L’omaggio a un’atleta che, pur raggiungendo i massimi livelli dello sport italiano, non ha mai smesso di custodire il legame con le proprie radici
Il Comune di Jonadi conferirà la cittadinanza onoraria a Gaia Maris, atleta della Nazionale Italiana Femminile di Rugby, nel corso di una seduta straordinaria del Consiglio Comunale in programma giovedì 2 luglio, alle ore 18.00, presso la Scuola Primaria di Nao.
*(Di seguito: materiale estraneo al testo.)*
//! ptsim - paged virtual memory simulator
//!
//! Usage: ptsim [OPTIONS] [COMMANDS]...
//!
//! Commands:
//!   np <proc> <pages>          - create a process with <pages> data pages
//!   pfm                        - print the physical page free map
//!   ppt <proc>                 - print a process's page table
//!   kp <proc>                  - kill a process, releasing its pages
//!   sb <proc> <vaddr> <value>  - store a byte at a virtual address
//!   lb <proc> <vaddr>          - load a byte from a virtual address

use std::io::Write;
use std::path::PathBuf;
use std::process;

use anyhow::Result;
use clap::{ArgAction, CommandFactory, Parser};
use log::LevelFilter;

use ptsim::io::{parse_commands, read_script};
use ptsim::VmManager;

#[derive(Debug, Parser)]
#[command(name = "ptsim", about = "Single-level page table simulator")]
struct Cli {
    /// Read command tokens from a file before the positional ones
    #[arg(short, long, value_name = "FILE")]
    script: Option<PathBuf>,

    /// Stop at the first failed command and exit non-zero
    #[arg(long)]
    strict: bool,

    /// Log more (-v info, -vv debug); RUST_LOG overrides
    #[arg(short, long, action = ArgAction::Count)]
    verbose: u8,

    /// Command tokens, e.g. `np 1 2 pfm ppt 1`
    #[arg(value_name = "COMMANDS")]
    commands: Vec<String>,
}

fn main() {
    let cli = Cli::parse();
    init_logging(cli.verbose);

    match run(&cli, &mut std::io::stdout().lock()) {
        Ok(true) => {}
        Ok(false) => process::exit(1),
        Err(e) => {
            eprintln!("Error: {:#}", e);
            process::exit(1);
        }
    }
}

fn init_logging(verbose: u8) {
    let level = match verbose {
        0 => LevelFilter::Warn,
        1 => LevelFilter::Info,
        _ => LevelFilter::Debug,
    };
    env_logger::Builder::new().filter_level(level).parse_default_env().init();
}

/// Returns `Ok(false)` when the run should end with a failure status
fn run<W: Write>(cli: &Cli, out: &mut W) -> Result<bool> {
    let mut tokens = match &cli.script {
        Some(path) => read_script(path)?,
        None => Vec::new(),
    };
    tokens.extend(cli.commands.iter().cloned());

    if tokens.is_empty() {
        eprint!("{}", Cli::command().render_help());
        return Ok(false);
    }

    let commands = parse_commands(&tokens)?;
    let mut vm = VmManager::new();

    for command in &commands {
        match vm.execute(command) {
            Ok(text) => out.write_all(text.as_bytes())?,
            Err(e) => {
                // Scoped to this command; memory stays consistent
                writeln!(out, "{}", e)?;
                if cli.strict {
                    return Ok(false);
                }
            }
        }
    }

    Ok(true)
}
Classe 2001, Gaia Maris è una delle protagoniste del rugby femminile italiano. Cresciuta sportivamente nel Rugby Trento, veste la maglia della Nazionale dal 2020 e ha preso parte alle più importanti competizioni internazionali, distinguendosi per talento, determinazione e spirito di sacrificio. Pur vivendo lontano dalla Calabria, ha sempre mantenuto un forte legame con la terra d’origine del padre.
La scelta di svolgere il Consiglio Comunale nella frazione Nao rappresenta un momento storico per l’Ente: sarà infatti la prima volta che l’assise civica si riunirà nella frazione, valorizzando il profondo legame che l’atleta ha sempre mantenuto con Nao e con tutta la comunità jonadese.
«Conferire la cittadinanza onoraria a Gaia Maris è motivo di grande orgoglio per tutta la nostra comunità. Attraverso il suo impegno, i suoi risultati sportivi e il legame mai interrotto con le proprie radici, Gaia rappresenta un esempio straordinario per le giovani generazioni. Jonadi vuole dirle grazie e farle sentire che questa comunità la considera parte della propria storia e del proprio futuro», dichiara il Sindaco Fabio Signoretta.
Il Sindaco ha inoltre rivolto un ringraziamento al Presidente del Consiglio Comunale, Giampiero Calafati, per aver condiviso e sostenuto la scelta di celebrare questa importante cerimonia nella frazione Nao, e al Delegato allo Sport, Francesco Antonio Iorgi, per l’impegno profuso nella valorizzazione dello sport e nella costruzione di questo significativo rriconoscimento.
L’Amministrazione Comunale invita tutta la cittadinanza a partecipare alla cerimonia di conferimento della cittadinanza onoraria. Sarà un’occasione per rendere omaggio a un’atleta che, pur raggiungendo i massimi livelli dello sport italiano, non ha mai smesso di custodire il legame con le proprie radici.